# [RAW DATA]
----

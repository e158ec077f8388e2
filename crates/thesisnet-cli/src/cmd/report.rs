//! `thesisnet report` — run the full pipeline and write every output file.

use std::io::Write;
use std::path::PathBuf;

use clap::Args;
use serde::Serialize;
use thesisnet_graph::export::{Manifest, ReportPlan, ReportWriter};
use thesisnet_graph::graph::{build_directed, build_undirected};
use tracing::instrument;

use super::{Context, InputArgs};
use crate::output::{fail, pretty_kv, pretty_section, render_mode};

/// Arguments for `thesisnet report`.
#[derive(Args, Debug, Default)]
pub struct ReportArgs {
    #[command(flatten)]
    pub input: InputArgs,

    /// Output root (defaults to `[output].dir` in thesisnet.toml).
    #[arg(long, value_name = "DIR")]
    pub out_dir: Option<PathBuf>,
}

#[derive(Debug, Serialize)]
struct ReportOutput {
    out_dir: PathBuf,
    ambiguous_authors: usize,
    #[serde(flatten)]
    manifest: Manifest,
}

/// Execute `thesisnet report`.
#[instrument(skip_all)]
pub fn run_report(args: &ReportArgs, ctx: &Context) -> anyhow::Result<()> {
    // Validate the configured metric lists before any work or file output.
    let plan = ReportPlan::from_names(&ctx.config.metrics.undirected, &ctx.config.metrics.directed)
        .map_err(|err| fail(ctx.output, err.code(), err.to_string()))?;

    let (cleaned, clean_report) = ctx.load_cleaned(&args.input)?;
    let relations = thesisnet_core::extract_relations(&cleaned);
    let ug = build_undirected(&relations);
    let dg = build_directed(&relations);

    let out_dir = args
        .out_dir
        .clone()
        .unwrap_or_else(|| ctx.config.output.dir.clone());

    let manifest = ReportWriter::new(&out_dir)
        .write(&ug, &dg, &plan)
        .map_err(|err| fail(ctx.output, err.code(), err.to_string()))?;

    let payload = ReportOutput {
        out_dir,
        ambiguous_authors: clean_report.ambiguous.len(),
        manifest,
    };

    render_mode(ctx.output, &payload, render_text, render_pretty)
}

fn render_text(payload: &ReportOutput, w: &mut dyn Write) -> std::io::Result<()> {
    for file in &payload.manifest.files {
        writeln!(w, "{}", payload.out_dir.join(file).display())?;
    }
    Ok(())
}

fn render_pretty(payload: &ReportOutput, w: &mut dyn Write) -> std::io::Result<()> {
    let m = &payload.manifest;
    pretty_section(w, "Report")?;
    pretty_kv(w, "Output", payload.out_dir.display().to_string())?;
    pretty_kv(w, "People", m.undirected.node_count.to_string())?;
    pretty_kv(w, "Edges", format!("{} undirected, {} directed", m.undirected.edge_count, m.directed.edge_count))?;
    pretty_kv(w, "Communities", format!("{} (Q = {:.4})", m.community_count, m.modularity))?;
    pretty_kv(w, "Ambiguous", payload.ambiguous_authors.to_string())?;
    pretty_kv(w, "Files", m.files.len().to_string())?;
    for file in &m.files {
        writeln!(w, "  {file}")?;
    }
    Ok(())
}
//! Closeness centrality.
//!
//! Closeness of `u` is the inverse mean distance from the people who can
//! reach `u`. On a directed graph distances run along incoming edges, so a
//! supervisor's closeness reflects how near their authors are.
//!
//! Graphs with several components use the Wasserman–Faust scaling:
//!
//! ```text
//! C(u) = (r - 1) / sum(d(v, u)) * (r - 1) / (n - 1)
//! ```
//!
//! where `r` is the number of nodes that reach `u` (including `u`). A node
//! nobody reaches scores 0.

use std::collections::{HashMap, VecDeque};

use petgraph::{Direction, EdgeType};
use tracing::instrument;

use crate::graph::build::PersonGraph;

/// Closeness for every node.
#[must_use]
#[instrument(skip(g), fields(nodes = g.node_count(), edges = g.edge_count()))]
#[allow(clippy::cast_precision_loss)]
pub fn closeness_centrality<Ty: EdgeType>(g: &PersonGraph<Ty>) -> HashMap<String, f64> {
    let graph = &g.graph;
    let n = graph.node_count();
    let mut result = HashMap::with_capacity(n);
    let mut dist: Vec<Option<usize>> = vec![None; n];
    let mut queue = VecDeque::new();

    for u in graph.node_indices() {
        dist.fill(None);
        dist[u.index()] = Some(0);
        queue.push_back(u);

        let mut total = 0_usize;
        let mut reached = 1_usize;

        while let Some(v) = queue.pop_front() {
            let dv = dist[v.index()].unwrap_or(0);
            // Incoming on directed graphs; every neighbour otherwise.
            for w in graph.neighbors_directed(v, Direction::Incoming) {
                if dist[w.index()].is_none() {
                    dist[w.index()] = Some(dv + 1);
                    total += dv + 1;
                    reached += 1;
                    queue.push_back(w);
                }
            }
        }

        let score = if total > 0 && n > 1 {
            let r = (reached - 1) as f64;
            (r / total as f64) * (r / (n - 1) as f64)
        } else {
            0.0
        };
        result.insert(graph[u].clone(), score);
    }

    result
}
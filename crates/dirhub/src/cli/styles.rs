//! Terminal styles.
//!
//! Renderers use the semantic names below and never build a `Style` inline, so
//! the palette can change in one place. `console` drops the escapes on its own
//! when stdout is not a terminal.

use console::Style;
use once_cell::sync::Lazy;

pub static TITLE: Lazy<Style> = Lazy::new(|| Style::new().bold());
pub static MUTED: Lazy<Style> = Lazy::new(|| Style::new().color256(245));
pub static ID: Lazy<Style> = Lazy::new(|| Style::new().color256(178));
pub static FEATURED: Lazy<Style> = Lazy::new(|| Style::new().color256(178).bold());
pub static SUCCESS: Lazy<Style> = Lazy::new(|| Style::new().green());
pub static WARNING: Lazy<Style> = Lazy::new(|| Style::new().yellow().bold());
pub static ERROR: Lazy<Style> = Lazy::new(|| Style::new().red().bold());
pub static ACTIVE: Lazy<Style> = Lazy::new(|| Style::new().green());
pub static DRAFT: Lazy<Style> = Lazy::new(|| Style::new().cyan());
pub static INACTIVE: Lazy<Style> = Lazy::new(|| Style::new().color256(245));
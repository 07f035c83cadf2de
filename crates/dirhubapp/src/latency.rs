//! Simulated service latency.
//!
//! Every service operation suspends for a fixed, operation-dependent delay
//! before doing its work. The delay can be switched off or scaled through
//! configuration; tests run on a paused tokio clock so it costs no wall time.

use crate::config::DirhubConfig;
use std::fmt;
use std::time::Duration;
use tracing::trace;

/// The service operations, each with its own base delay.
#[derive(Debug, Clone, Copy, PartialEq, Eq, Hash)]
pub enum Operation {
    ListDirectories,
    GetDirectory,
    GetDirectoryBySlug,
    CreateDirectory,
    UpdateDirectory,
    DeleteDirectory,
    ListCategories,
    ListItems,
    GetItem,
    DirectoryStats,
    DashboardStats,
    ListPublicDirectories,
}

impl Operation {
    pub const ALL: [Operation; 12] = [
        Operation::ListDirectories,
        Operation::GetDirectory,
        Operation::GetDirectoryBySlug,
        Operation::CreateDirectory,
        Operation::UpdateDirectory,
        Operation::DeleteDirectory,
        Operation::ListCategories,
        Operation::ListItems,
        Operation::GetItem,
        Operation::DirectoryStats,
        Operation::DashboardStats,
        Operation::ListPublicDirectories,
    ];

    /// Unscaled delay in milliseconds.
    pub fn base_millis(self) -> u64 {
        match self {
            Operation::ListDirectories => 300,
            Operation::GetDirectory => 200,
            Operation::GetDirectoryBySlug => 200,
            Operation::CreateDirectory => 400,
            Operation::UpdateDirectory => 300,
            Operation::DeleteDirectory => 300,
            Operation::ListCategories => 200,
            Operation::ListItems => 250,
            Operation::GetItem => 200,
            Operation::DirectoryStats => 300,
            Operation::DashboardStats => 350,
            Operation::ListPublicDirectories => 300,
        }
    }

    pub fn name(self) -> &'static str {
        match self {
            Operation::ListDirectories => "listDirectories",
            Operation::GetDirectory => "getDirectory",
            Operation::GetDirectoryBySlug => "getDirectoryBySlug",
            Operation::CreateDirectory => "createDirectory",
            Operation::UpdateDirectory => "updateDirectory",
            Operation::DeleteDirectory => "deleteDirectory",
            Operation::ListCategories => "listCategories",
            Operation::ListItems => "listItems",
            Operation::GetItem => "getItem",
            Operation::DirectoryStats => "getDirectoryStats",
            Operation::DashboardStats => "getDashboardStats",
            Operation::ListPublicDirectories => "listPublicDirectories",
        }
    }
}

impl fmt::Display for Operation {
    fn fmt(&self, f: &mut fmt::Formatter<'_>) -> fmt::Result {
        f.write_str(self.name())
    }
}

#[derive(Debug, Clone, Copy, PartialEq)]
pub struct Latency {
    enabled: bool,
    scale: f64,
}

impl Default for Latency {
    fn default() -> Self {
        Self {
            enabled: true,
            scale: 1.0,
        }
    }
}

impl Latency {
    /// `scale` is clamped to a finite, non-negative factor.
    pub fn new(enabled: bool, scale: f64) -> Self {
        let scale = if scale.is_finite() && scale >= 0.0 {
            scale
        } else {
            1.0
        };
        Self { enabled, scale }
    }

    /// No simulated delay at all.
    pub fn none() -> Self {
        Self::new(false, 1.0)
    }

    pub fn from_config(config: &DirhubConfig) -> Self {
        Self::new(config.simulate_latency, config.latency_scale)
    }

    pub fn is_enabled(&self) -> bool {
        self.enabled
    }

    /// The delay `op` will suspend for.
    pub fn delay(&self, op: Operation) -> Duration {
        if !self.enabled {
            return Duration::ZERO;
        }
        let micros = (op.base_millis() as f64 * self.scale * 1000.0).round();
        Duration::from_micros(micros as u64)
    }

    pub async fn pause(&self, op: Operation) {
        let delay = self.delay(op);
        if delay.is_zero() {
            return;
        }
        trace!(op = %op, ?delay, "simulating latency");
        tokio::time::sleep(delay).await;
    }
}
//! Static pricing catalog.

use crate::notify::{Notice, Notifier};
use once_cell::sync::Lazy;
use serde::Serialize;

/// Tier highlighted before the user picks one.
pub const DEFAULT_TIER: &str = "pro";

#[derive(Debug, Clone, PartialEq, Eq, Serialize)]
#[serde(rename_all = "camelCase")]
pub struct Tier {
    pub name: &'static str,
    pub price: &'static str,
    pub period: &'static str,
    pub description: &'static str,
    pub features: Vec<&'static str>,
    pub limitations: Vec<&'static str>,
    pub button_text: &'static str,
    pub popular: bool,
}

impl Tier {
    /// Lowercase key used to select the tier.
    pub fn key(&self) -> String {
        self.name.to_lowercase()
    }
}

static TIERS: Lazy<Vec<Tier>> = Lazy::new(|| {
    vec![
        Tier {
            name: "Free",
            price: "$0",
            period: "forever",
            description: "Perfect for getting started",
            features: vec![
                "1 Directory",
                "Up to 50 items",
                "Basic customization",
                "Community support",
                "Standard templates",
            ],
            limitations: vec![
                "No advanced analytics",
                "Limited integrations",
                "No priority support",
            ],
            button_text: "Get Started Free",
            popular: false,
        },
        Tier {
            name: "Pro",
            price: "$29",
            period: "per month",
            description: "Best for growing businesses",
            features: vec![
                "5 Directories",
                "Up to 500 items per directory",
                "Advanced customization",
                "Priority support",
                "Custom branding",
                "Advanced analytics",
                "API access",
                "Custom fields",
            ],
            limitations: vec![],
            button_text: "Start Pro Trial",
            popular: true,
        },
        Tier {
            name: "Business",
            price: "$99",
            period: "per month",
            description: "For large organizations",
            features: vec![
                "Unlimited directories",
                "Unlimited items",
                "White-label solution",
                "Dedicated support",
                "Custom integrations",
                "Advanced SEO tools",
                "Team collaboration",
                "Enterprise security",
            ],
            limitations: vec![],
            button_text: "Contact Sales",
            popular: false,
        },
    ]
});

pub fn tiers() -> &'static [Tier] {
    &TIERS
}

/// Case-insensitive lookup by tier name.
pub fn find_tier(name: &str) -> Option<&'static Tier> {
    let name = name.trim();
    tiers().iter().find(|t| t.name.eq_ignore_ascii_case(name))
}

/// Pick a tier and tell the user about it.
pub fn select_tier<N: Notifier + ?Sized>(notifier: &N, name: &str) -> Option<&'static Tier> {
    let tier = find_tier(name);
    match tier {
        Some(tier) => notifier.notify(Notice::success(format!("Selected {} plan!", tier.name))),
        None => notifier.notify(Notice::warning(format!("No plan named '{}'", name.trim()))),
    }
    tier
}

----

Look through the entries above; copy every line holding the string "green".

# [RESPONSE BELOW]
pub static SUCCESS: Lazy<Style> = Lazy::new(|| Style::new().green());
pub static ACTIVE: Lazy<Style> = Lazy::new(|| Style::new().green());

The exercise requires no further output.